Para atendimento com especialistas, o sistema de saúde é regionalizado. Isso significa que usuários de pequenos municípios podem ser atendidos em cidades de referência. Neste mecanismo, os gestores locais registram as necessidades dos pacientes no Sistema de Gerenciamento de Consultas (Gercon), da Secretaria Estadual de Saúde (SES).

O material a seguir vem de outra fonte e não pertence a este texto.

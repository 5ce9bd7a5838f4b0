use ratatui::Frame;

use crate::{
    ui::{
        help::render_help, history::render_history, memorize::render_memorize,
        menu::render_custom_range, menu::render_menu, results::render_results,
        training::render_training,
    },
    App, AppState,
};

/// A UI screen boundary: one renderer per app state
pub trait Screen {
    fn render(&self, app: &mut App, f: &mut Frame);
}

pub struct MenuScreen;

impl Screen for MenuScreen {
    fn render(&self, app: &mut App, f: &mut Frame) {
        render_menu(app, f);
    }
}

/// Menu with the range form drawn over it
pub struct CustomRangeScreen;

impl Screen for CustomRangeScreen {
    fn render(&self, app: &mut App, f: &mut Frame) {
        render_menu(app, f);
        render_custom_range(app, f);
    }
}

pub struct TrainingScreen;

impl Screen for TrainingScreen {
    fn render(&self, app: &mut App, f: &mut Frame) {
        render_training(app, f);
    }
}

pub struct ResultsScreen;

impl Screen for ResultsScreen {
    fn render(&self, app: &mut App, f: &mut Frame) {
        render_results(app, f);
    }
}

pub struct HistoryScreen;

impl Screen for HistoryScreen {
    fn render(&self, app: &mut App, f: &mut Frame) {
        render_history(app, f);
    }
}

pub struct HelpScreen;

impl Screen for HelpScreen {
    fn render(&self, app: &mut App, f: &mut Frame) {
        render_help(app, f);
    }
}

pub struct MemorizeScreen;

impl Screen for MemorizeScreen {
    fn render(&self, app: &mut App, f: &mut Frame) {
        render_memorize(app, f);
    }
}

/// Helper to construct the appropriate screen for the current state
pub fn current_screen(state: &AppState) -> Box<dyn Screen> {
    match state {
        AppState::Menu => Box::new(MenuScreen),
        AppState::CustomRange => Box::new(CustomRangeScreen),
        AppState::Training => Box::new(TrainingScreen),
        AppState::Results => Box::new(ResultsScreen),
        AppState::History => Box::new(HistoryScreen),
        AppState::Help => Box::new(HelpScreen),
        AppState::Memorize => Box::new(MemorizeScreen),
    }
}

Pelas informações anotadas na ferramenta, o Gercon atribui uma classificação de gravidade ao paciente e organiza a fila de atendimentos com especialistas, também levando em consideração o critério cronológico. O Gercon tem 71 especialidades médicas cadastradas para o atendimento da população, incluindo o neurologista. As consultas ocorrem, atualmente, em 433 instituições de saúde distribuídas pelo Estado. Em 2023, foram feitas 1,1 milhão de consultas com especialistas pela regulação estadual do Gercon, sem custos aos pacientes.
Contraponto
O que diz a prefeitura de Nova Hartz
Questionada sobre a cobrança a pacientes do SUS de valores compatíveis com os atendimentos particulares, sem a observância dos alegados descontos, a prefeitura de Nova Hartz disse que "optou por não se manifestar".
Na publicação da primeira reportagem, a SMS de Nova Hartz afirmou que parou de encaminhar usuários do SUS para clínicas privadas. O órgão disse que irá buscar novas formas de auxiliar a população. A secretaria reconheceu que os convênios com as clínicas eram informais, sem existência de contrato.
O que diz a clínica Já Consultas
Sobre a inobservância do desconto para pacientes que tinham a guia de Nova Hartz: "Todo paciente que apresenta o pedido médico tem o desconto concedido. Não temos como afirmar que o paciente apresentou ou não o pedido no momento da consulta, assim como não temos conhecimento de qual paciente se trata esta reportagem. Dessa forma, não temos como fornecer detalhes exatos. Não temos nenhum tipo de relação de convênio com prefeituras. Por políticas de responsabilidade social, oferecemos descontos para o pagamento de serviços oferecidos em nossas unidades, a pacientes advindos do SUS, por entender que podemos ser uma alternativa viável para quem não deseja esperar para ter seu diagnóstico. Não é de responsabilidade da empresa o modo como o município de Nova Hartz encaminha seus pacientes."
Sobre a relação comercial com o município de Nova Hartz: "Nunca visitamos o município e nunca houve qualquer tipo de pedido de prioridade de encaminhamento. O único contato que tivemos com o município foi através de e-mail, no qual o município solicita orçamentos dos serviços prestados pela clínica. A Já Consultas destaca que é um clínica de atendimento particular, que realiza consultas e exames com foco no atendimento a baixo custo, oferecendo serviços com valores acessíveis a população, não tendo nenhuma relação ao atendimento SUS. Nosso compromisso sempre foi e continuará sendo oferecer consultas e exames com valores acessíveis e de qualidade, proporcionando uma alternativa viável aos pacientes que desejam evitar as filas de espera do sistema público de saúde."